== DATA EXTRACT
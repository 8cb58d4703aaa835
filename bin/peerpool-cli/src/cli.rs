use bitcoin::Network;
use clap::Parser;
use clap::Subcommand;
use peerpool_common::Hash256;

#[derive(Debug, Parser)]
#[command(author, version, about, long_about = None)]
pub struct Cli {
    /// Sets a custom config file. Defaults to `$HOME/.peerpool/config.toml`, if it exists.
    #[arg(short, long, value_name = "FILE")]
    pub config_file: Option<String>,

    /// Which network should we use
    #[arg(short, long, default_value_t = Network::Bitcoin)]
    pub network: Network,

    /// Turn debugging information on
    #[arg(short, long, default_value_t = false)]
    pub debug: bool,

    /// Only connect to these peers (`ip`, `ip:port` or `[ipv6]:port`), DNS seeds are skipped
    #[arg(long, value_name = "ADDRESS")]
    pub connect: Vec<String>,

    /// Ask `consensus_size` peers and only print an answer they all agree on
    #[arg(long, default_value_t = false)]
    pub consensus: bool,

    /// Overrides the maximum number of connections
    #[arg(long)]
    pub max_size: Option<usize>,

    /// Overrides how many peers must agree on a consensus query
    #[arg(long)]
    pub consensus_size: Option<usize>,

    #[command(subcommand)]
    pub command: Commands,
}

#[derive(Debug, Clone, Subcommand)]
pub enum Commands {
    /// Lists the inventory of blocks following a locator
    #[command(name = "getblocks")]
    GetBlocks {
        /// Locator hashes, most recent first. Defaults to the genesis block.
        locator: Vec<Hash256>,
    },

    /// Fetches the headers following a locator
    #[command(name = "getheaders")]
    GetHeaders {
        /// Locator hashes, most recent first. Defaults to the genesis block.
        locator: Vec<Hash256>,
    },

    /// Fetches blocks by hash, all from the same peer
    #[command(name = "getblock")]
    GetBlock {
        #[arg(required = true)]
        hashes: Vec<Hash256>,
    },

    /// Fetches transactions by id. Peers only serve mempool transactions.
    #[command(name = "gettransaction")]
    GetTransaction {
        #[arg(required = true)]
        txids: Vec<Hash256>,
    },

    /// Lists the transactions in a peer's mempool
    #[command(name = "mempool")]
    Mempool,

    /// Asks a peer for more addresses
    #[command(name = "getpeers")]
    GetPeers,

    /// Shows the pool after bootstrapping
    #[command(name = "status")]
    Status,
}

#[cfg(test)]
mod tests {
    use clap::Parser;
    use pretty_assertions::assert_eq;

    use super::*;

    #[test]
    fn test_parse_getheaders() {
        let cli = Cli::try_parse_from([
            "peerpool",
            "--network",
            "signet",
            "--connect",
            "127.0.0.1:38333",
            "--consensus",
            "getheaders",
            "0x0a",
        ])
        .unwrap();

        assert_eq!(cli.network, Network::Signet);
        assert_eq!(cli.connect, vec!["127.0.0.1:38333".to_string()]);
        assert!(cli.consensus);
        match cli.command {
            Commands::GetHeaders { locator } => assert_eq!(locator, vec![Hash256::from(10u64)]),
            other => panic!("unexpected command {other:?}"),
        }
    }

    #[test]
    fn test_parse_getblock_batch() {
        let cli = Cli::try_parse_from(["peerpool", "getblock", "0x01", "0x02"]).unwrap();

        match cli.command {
            Commands::GetBlock { hashes } => {
                assert_eq!(hashes, vec![Hash256::from(1u64), Hash256::from(2u64)])
            }
            other => panic!("unexpected command {other:?}"),
        }
    }

    #[test]
    fn test_rejects_bad_hash() {
        assert!(Cli::try_parse_from(["peerpool", "getblock", "not-a-hash"]).is_err());
        assert!(Cli::try_parse_from(["peerpool", "getblock"]).is_err());
    }
}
====
#### [WORK INSTRUCTION]
Every record above has to appear again, word for word.

#### [ANSWER BELOW]
repository 8cb58d4703aaa835
filename bin/peerpool-cli/src/cli.rs
use bitcoin::Network;
use clap::Parser;
use clap::Subcommand;
use peerpool_common::Hash256;

#[derive(Debug, Parser)]
#[command(author, version, about, long_about = None)]
pub struct Cli {
    /// Sets a custom config file. Defaults to `$HOME/.peerpool/config.toml`, if it exists.
    #[arg(short, long, value_name = "FILE")]
    pub config_file: Option<String>,

    /// Which network should we use
    #[arg(short, long, default_value_t = Network::Bitcoin)]
    pub network: Network,

    /// Turn debugging information on
    #[arg(short, long, default_value_t = false)]
    pub debug: bool,

    /// Only connect to these peers (`ip`, `ip:port` or `[ipv6]:port`), DNS seeds are skipped
    #[arg(long, value_name = "ADDRESS")]
    pub connect: Vec<String>,

    /// Ask `consensus_size` peers and only print an answer they all agree on
    #[arg(long, default_value_t = false)]
    pub consensus: bool,

    /// Overrides the maximum number of connections
    #[arg(long)]
    pub max_size: Option<usize>,

    /// Overrides how many peers must agree on a consensus query
    #[arg(long)]
    pub consensus_size: Option<usize>,

    #[command(subcommand)]
    pub command: Commands,
}

#[derive(Debug, Clone, Subcommand)]
pub enum Commands {
    /// Lists the inventory of blocks following a locator
    #[command(name = "getblocks")]
    GetBlocks {
        /// Locator hashes, most recent first. Defaults to the genesis block.
        locator: Vec<Hash256>,
    },

    /// Fetches the headers following a locator
    #[command(name = "getheaders")]
    GetHeaders {
        /// Locator hashes, most recent first. Defaults to the genesis block.
        locator: Vec<Hash256>,
    },

    /// Fetches blocks by hash, all from the same peer
    #[command(name = "getblock")]
    GetBlock {
        #[arg(required = true)]
        hashes: Vec<Hash256>,
    },

    /// Fetches transactions by id. Peers only serve mempool transactions.
    #[command(name = "gettransaction")]
    GetTransaction {
        #[arg(required = true)]
        txids: Vec<Hash256>,
    },

    /// Lists the transactions in a peer's mempool
    #[command(name = "mempool")]
    Mempool,

    /// Asks a peer for more addresses
    #[command(name = "getpeers")]
    GetPeers,

    /// Shows the pool after bootstrapping
    #[command(name = "status")]
    Status,
}

#[cfg(test)]
mod tests {
    use clap::Parser;
    use pretty_assertions::assert_eq;

    use super::*;

    #[test]
    fn test_parse_getheaders() {
        let cli = Cli::try_parse_from([
            "peerpool",
            "--network",
            "signet",
            "--connect",
            "127.0.0.1:38333",
            "--consensus",
            "getheaders",
            "0x0a",
        ])
        .unwrap();

        assert_eq!(cli.network, Network::Signet);
        assert_eq!(cli.connect, vec!["127.0.0.1:38333".to_string()]);
        assert!(cli.consensus);
        match cli.command {
            Commands::GetHeaders { locator } => assert_eq!(locator, vec![Hash256::from(10u64)]),
            other => panic!("unexpected command {other:?}"),
        }
    }

    #[test]
    fn test_parse_getblock_batch() {
        let cli = Cli::try_parse_from(["peerpool", "getblock", "0x01", "0x02"]).unwrap();

        match cli.command {
            Commands::GetBlock { hashes } => {
                assert_eq!(hashes, vec![Hash256::from(1u64), Hash256::from(2u64)])
            }
            other => panic!("unexpected command {other:?}"),
        }
    }

    #[test]
    fn test_rejects_bad_hash() {
        assert!(Cli::try_parse_from(["peerpool", "getblock", "not-a-hash"]).is_err());
        assert!(Cli::try_parse_from(["peerpool", "getblock"]).is_err());
    }
}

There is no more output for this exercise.